Teams should take a proactive approach to security, ensuring that security is considered at every stage of the development lifecycle.

FCP Platform

The FCP Platform offers a set of secure environments consuming services will automatically inherit.

CI Pipeline

The CI pipeline is configured to run security checks on every commit with npm audit and Snyk. These checks will fail the build if any vulnerabilities are found beyond a medium severity.

SonarCloud

SonarCloud has several security checks that will feedback to open Pull Requests on a repository.

Teams should regularly review SonarCloud for new issues detected in SonarCloud.

Detect Secrets

All developers are required to install Detect Secrets and configure each repository to use it to reduce the risk of secrets being committed in error.

GitHub

GitHub will automatically scan for secrets in repositories if enabled. Teams should ensure that this is enabled for all repositories and proactively check for new issues.

Docker parent images

FCP must should all consume the Defra supported Docker parent images for Node.js and .NET. These images are scanned nightly for vulnerabilities and updated regularly.

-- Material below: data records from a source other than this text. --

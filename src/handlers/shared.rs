use actix_web::HttpResponse;
use serde::{Deserialize, Serialize};

#[derive(Debug, Serialize, Deserialize)]
pub struct ApiResponse<T> {
    pub success: bool,
    #[serde(skip_serializing_if = "Option::is_none")]
    pub data: Option<T>,
    #[serde(skip_serializing_if = "Option::is_none")]
    pub message: Option<String>,
    #[serde(skip_serializing_if = "Option::is_none")]
    pub error: Option<String>,
}

impl<T: Serialize> ApiResponse<T> {
    // 200 with data
    pub fn success(data: T) -> HttpResponse {
        HttpResponse::Ok().json(Self::body(data, None))
    }

    // 201 with data
    pub fn created(data: T) -> HttpResponse {
        HttpResponse::Created().json(Self::body(data, None))
    }

    pub fn success_with_message(data: T, message: &str) -> HttpResponse {
        HttpResponse::Ok().json(Self::body(data, Some(message.to_string())))
    }

    pub fn body(data: T, message: Option<String>) -> Self {
        Self {
            success: true,
            data: Some(data),
            message,
            error: None,
        }
    }
}

impl ApiResponse<()> {
    // Error response (no data)
    pub fn error(message: &str) -> Self {
        Self {
            success: false,
            data: None,
            message: None,
            error: Some(message.to_string()),
        }
    }
}
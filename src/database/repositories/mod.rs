pub mod audit;
pub mod location;
pub mod notification;
pub mod shift;
pub mod time_off;
pub mod user;

// Re-export all repositories for easy importing
pub use audit::AuditRepository;
pub use location::LocationRepository;
pub use notification::NotificationRepository;
pub use shift::ShiftRepository;
pub use time_off::TimeOffRepository;
pub use user::UserRepository;
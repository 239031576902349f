use chrono::Utc;
use sqlx::SqlitePool;

use crate::database::models::{NewUser, UpdateEmployeeInput, User};

const USER_COLUMNS: &str = "id, employee_code, name, email, pin_hash, role, active, hourly_rate, created_at, updated_at";

#[derive(Clone)]
pub struct UserRepository {
    pool: SqlitePool,
}

impl UserRepository {
    pub fn new(pool: SqlitePool) -> Self {
        Self { pool }
    }

    pub async fn create_user(&self, user: NewUser) -> Result<User, sqlx::Error> {
        let now = Utc::now();
        sqlx::query_as::<_, User>(&format!(
            r#"
            INSERT INTO users (employee_code, name, email, pin_hash, role, active, hourly_rate, created_at, updated_at)
            VALUES (?, ?, ?, ?, ?, ?, ?, ?, ?)
            RETURNING {USER_COLUMNS}
            "#
        ))
        .bind(&user.employee_code)
        .bind(&user.name)
        .bind(&user.email)
        .bind(&user.pin_hash)
        .bind(user.role)
        .bind(user.active)
        .bind(user.hourly_rate)
        .bind(now)
        .bind(now)
        .fetch_one(&self.pool)
        .await
    }

    pub async fn find_by_id(&self, id: i64) -> Result<Option<User>, sqlx::Error> {
        sqlx::query_as::<_, User>(&format!("SELECT {USER_COLUMNS} FROM users WHERE id = ?"))
            .bind(id)
            .fetch_optional(&self.pool)
            .await
    }

    pub async fn find_by_employee_code(
        &self,
        employee_code: &str,
    ) -> Result<Option<User>, sqlx::Error> {
        sqlx::query_as::<_, User>(&format!(
            "SELECT {USER_COLUMNS} FROM users WHERE employee_code = ?"
        ))
        .bind(employee_code)
        .fetch_optional(&self.pool)
        .await
    }

    pub async fn list_users(&self, active: Option<bool>) -> Result<Vec<User>, sqlx::Error> {
        let users = match active {
            Some(active) => {
                sqlx::query_as::<_, User>(&format!(
                    "SELECT {USER_COLUMNS} FROM users WHERE active = ? ORDER BY name, id"
                ))
                .bind(active)
                .fetch_all(&self.pool)
                .await?
            }
            None => {
                sqlx::query_as::<_, User>(&format!(
                    "SELECT {USER_COLUMNS} FROM users ORDER BY name, id"
                ))
                .fetch_all(&self.pool)
                .await?
            }
        };

        Ok(users)
    }

    /// Applies the present fields; `pin_hash` replaces the stored hash when given.
    pub async fn update_user(
        &self,
        id: i64,
        input: &UpdateEmployeeInput,
        pin_hash: Option<&str>,
    ) -> Result<Option<User>, sqlx::Error> {
        sqlx::query_as::<_, User>(&format!(
            r#"
            UPDATE users
            SET name = COALESCE(?, name),
                email = COALESCE(?, email),
                pin_hash = COALESCE(?, pin_hash),
                role = COALESCE(?, role),
                active = COALESCE(?, active),
                hourly_rate = COALESCE(?, hourly_rate),
                updated_at = ?
            WHERE id = ?
            RETURNING {USER_COLUMNS}
            "#
        ))
        .bind(&input.name)
        .bind(&input.email)
        .bind(pin_hash)
        .bind(input.role)
        .bind(input.active)
        .bind(input.hourly_rate)
        .bind(Utc::now())
        .bind(id)
        .fetch_optional(&self.pool)
        .await
    }

    pub async fn deactivate_user(&self, id: i64) -> Result<Option<User>, sqlx::Error> {
        sqlx::query_as::<_, User>(&format!(
            "UPDATE users SET active = 0, updated_at = ? WHERE id = ? RETURNING {USER_COLUMNS}"
        ))
        .bind(Utc::now())
        .bind(id)
        .fetch_optional(&self.pool)
        .await
    }

    pub async fn employee_code_exists(&self, employee_code: &str) -> Result<bool, sqlx::Error> {
        let count: i64 = sqlx::query_scalar("SELECT COUNT(*) FROM users WHERE employee_code = ?")
            .bind(employee_code)
            .fetch_one(&self.pool)
            .await?;

        Ok(count > 0)
    }
}
use pretty_assertions::assert_eq;
use serial_test::serial;
use std::env;

use timeclock::config::Config;

const KEYS: [&str; 13] = [
    "DATABASE_URL",
    "JWT_SECRET",
    "SESSION_EXPIRATION_HOURS",
    "HOST",
    "PORT",
    "ENVIRONMENT",
    "BASE_URL",
    "ADMIN_PASSWORD",
    "BCRYPT_COST",
    "LOCATION_CACHE_TTL_SECONDS",
    "MAX_FAILED_PIN_ATTEMPTS",
    "PIN_LOCKOUT_SECONDS",
    "ALLOW_SELF_REGISTRATION",
];

// Clears the config keys for the duration of a test and restores them afterwards.
struct EnvGuard(Vec<(&'static str, Option<String>)>);

impl EnvGuard {
    fn clear() -> Self {
        let saved = KEYS.iter().map(|k| (*k, env::var(k).ok())).collect();
        for key in KEYS {
            unsafe { env::remove_var(key) };
        }
        EnvGuard(saved)
    }

    fn set(&self, key: &str, value: &str) {
        unsafe { env::set_var(key, value) };
    }
}

impl Drop for EnvGuard {
    fn drop(&mut self) {
        for (key, value) in &self.0 {
            match value {
                Some(v) => unsafe { env::set_var(key, v) },
                None => unsafe { env::remove_var(key) },
            }
        }
    }
}

#[test]
#[serial]
fn test_config_defaults() {
    let _env = EnvGuard::clear();

    let config = Config::from_env_only().unwrap();

    assert_eq!(config.database_url, "sqlite:./timeclock.db");
    assert_eq!(config.session_expiration_hours, 12);
    assert_eq!(config.host, "127.0.0.1");
    assert_eq!(config.port, 8080);
    assert_eq!(config.environment, "development");
    assert_eq!(config.client_base_url, "http://localhost:3000");
    assert_eq!(config.admin_password, "change-me");
    assert_eq!(config.bcrypt_cost, bcrypt::DEFAULT_COST);
    assert_eq!(config.location_cache_ttl_seconds, 60);
    assert_eq!(config.max_failed_pin_attempts, 5);
    assert_eq!(config.pin_lockout_seconds, 900);
    assert!(!config.allow_self_registration);
    assert!(config.is_development());
    assert_eq!(config.server_address(), "127.0.0.1:8080");
}

#[test]
#[serial]
fn test_config_custom_values() {
    let env = EnvGuard::clear();
    env.set("DATABASE_URL", "sqlite:./custom.db");
    env.set("JWT_SECRET", "custom-secret");
    env.set("SESSION_EXPIRATION_HOURS", "8");
    env.set("HOST", "0.0.0.0");
    env.set("PORT", "3000");
    env.set("ENVIRONMENT", "production");
    env.set("ADMIN_PASSWORD", "s3cret-admin");
    env.set("BCRYPT_COST", "6");
    env.set("MAX_FAILED_PIN_ATTEMPTS", "10");
    env.set("ALLOW_SELF_REGISTRATION", "true");

    let config = Config::from_env_only().unwrap();

    assert_eq!(config.database_url, "sqlite:./custom.db");
    assert_eq!(config.jwt_secret, "custom-secret");
    assert_eq!(config.session_expiration_hours, 8);
    assert_eq!(config.server_address(), "0.0.0.0:3000");
    assert!(config.is_production());
    assert_eq!(config.admin_password, "s3cret-admin");
    assert_eq!(config.bcrypt_cost, 6);
    assert_eq!(config.max_failed_pin_attempts, 10);
    assert!(config.allow_self_registration);
}

#[test]
#[serial]
fn test_config_unparseable_numbers_fall_back() {
    let env = EnvGuard::clear();
    env.set("PORT", "not-a-port");
    env.set("SESSION_EXPIRATION_HOURS", "");

    let config = Config::from_env_only().unwrap();

    assert_eq!(config.port, 8080);
    assert_eq!(config.session_expiration_hours, 12);
}

#[test]
#[serial]
fn test_production_requires_admin_password() {
    let env = EnvGuard::clear();
    env.set("ENVIRONMENT", "production");

    assert!(Config::from_env_only().is_err());
}
use chrono::{DateTime, Utc};
use serde::{Deserialize, Serialize};

use super::location::Location;

#[derive(Debug, Clone, PartialEq, Serialize, Deserialize, sqlx::FromRow)]
#[serde(rename_all = "camelCase")]
pub struct Shift {
    pub id: i64,
    pub user_id: i64,
    /// None for ADHOC shifts.
    pub location_id: Option<i64>,
    pub clock_in: DateTime<Utc>,
    /// None while the shift is open.
    pub clock_out: Option<DateTime<Utc>>,
    pub clock_in_lat: f64,
    pub clock_in_lng: f64,
    pub clock_out_lat: Option<f64>,
    pub clock_out_lng: Option<f64>,
    pub is_adhoc: bool,
    pub notes: Option<String>,
    pub created_at: DateTime<Utc>,
    pub updated_at: DateTime<Utc>,
}

impl Shift {
    pub fn is_open(&self) -> bool {
        self.clock_out.is_none()
    }

    /// Whole minutes worked, for closed shifts only.
    pub fn worked_minutes(&self) -> Option<i64> {
        self.clock_out
            .map(|clock_out| (clock_out - self.clock_in).num_minutes())
    }
}

#[derive(Debug, Clone)]
pub struct OpenShiftInput {
    pub user_id: i64,
    pub location_id: Option<i64>,
    pub clock_in: DateTime<Utc>,
    pub latitude: f64,
    pub longitude: f64,
    pub is_adhoc: bool,
    pub notes: Option<String>,
}

#[derive(Debug, Clone)]
pub struct CloseShiftInput {
    pub clock_out: DateTime<Utc>,
    pub latitude: f64,
    pub longitude: f64,
    /// Only applied when the open shift has no location yet.
    pub location_id: Option<i64>,
    pub notes: Option<String>,
}

/// Admin correction of a recorded shift. Absent fields are left unchanged.
#[derive(Debug, Clone, Default, Deserialize)]
#[serde(rename_all = "camelCase")]
pub struct UpdateShiftInput {
    pub clock_in: Option<DateTime<Utc>>,
    pub clock_out: Option<DateTime<Utc>>,
    pub location_id: Option<i64>,
    pub notes: Option<String>,
}

#[derive(Debug, Clone, Default, Deserialize)]
#[serde(rename_all = "camelCase")]
pub struct ShiftQuery {
    pub user_id: Option<i64>,
    pub location_id: Option<i64>,
    #[serde(default)]
    pub open_only: bool,
    pub from: Option<DateTime<Utc>>,
    pub to: Option<DateTime<Utc>>,
    pub limit: Option<i64>,
    pub offset: Option<i64>,
}

#[derive(Debug, Clone, Copy, PartialEq, Eq, Serialize, Deserialize)]
#[serde(rename_all = "snake_case")]
pub enum ClockAction {
    ClockIn,
    ClockOut,
}

impl ClockAction {
    pub fn as_str(&self) -> &'static str {
        match self {
            ClockAction::ClockIn => "clock_in",
            ClockAction::ClockOut => "clock_out",
        }
    }
}

#[derive(Debug, Clone, Deserialize)]
#[serde(rename_all = "camelCase")]
pub struct ClockRequest {
    pub employee_code: String,
    pub pin: String,
    pub lat: f64,
    pub lng: f64,
    pub notes: Option<String>,
}

#[derive(Debug, Clone, Serialize)]
#[serde(rename_all = "camelCase")]
pub struct ClockOutcome {
    pub action: ClockAction,
    pub shift: Shift,
    pub location: Option<Location>,
    pub adhoc: bool,
    #[serde(skip_serializing_if = "Option::is_none")]
    pub distance_meters: Option<f64>,
}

Dealing with vulnerability alerts

If one of the above tools identifies a vulnerability, the team should take immediate action to investigate the issue to protect the service and the platform.

First, the team should determine the severity of the vulnerability, the potential impact on their service and whether it is possible to exploit. Not all vulnerabilities are exploitable for every service. However, teams should consider if the vulnerability could affect other services running on the Platform.

If the vulnerability is exploitable, the team should take immediate action to remediate the issue. This may involve upgrading a package, changing a configuration or applying a patch.

Investigation may involve reading the CVE, checking the package documentation, reading issues in the relevant GitHub repository or consulting with other teams.

npm has good guidance on how to deal with vulnerabilities.

Snyk have good learning resources to help teams understand vulnerabilities and how to remediate them.

For any uncertainty, teams should engage with Security for advice.

Ignoring non-exploitable vulnerabilities

Snyk

Vulnerabilities can be ignored through a .snyk file in the repository root.

Note: for .NET, the .snyk file should be added in the project subfolder in a .bin folder as this is where Snyk will look for it for .NET.

npm Audit

npm Audit does not support exclusions. Currently the only way to work around a vulnerability of medium or above is to temporarily amend the Jenkinsfile to not fail on npm audit.

SonarCloud

SonarCloud issues that are not exploitable can be marked as False Positive with a justification.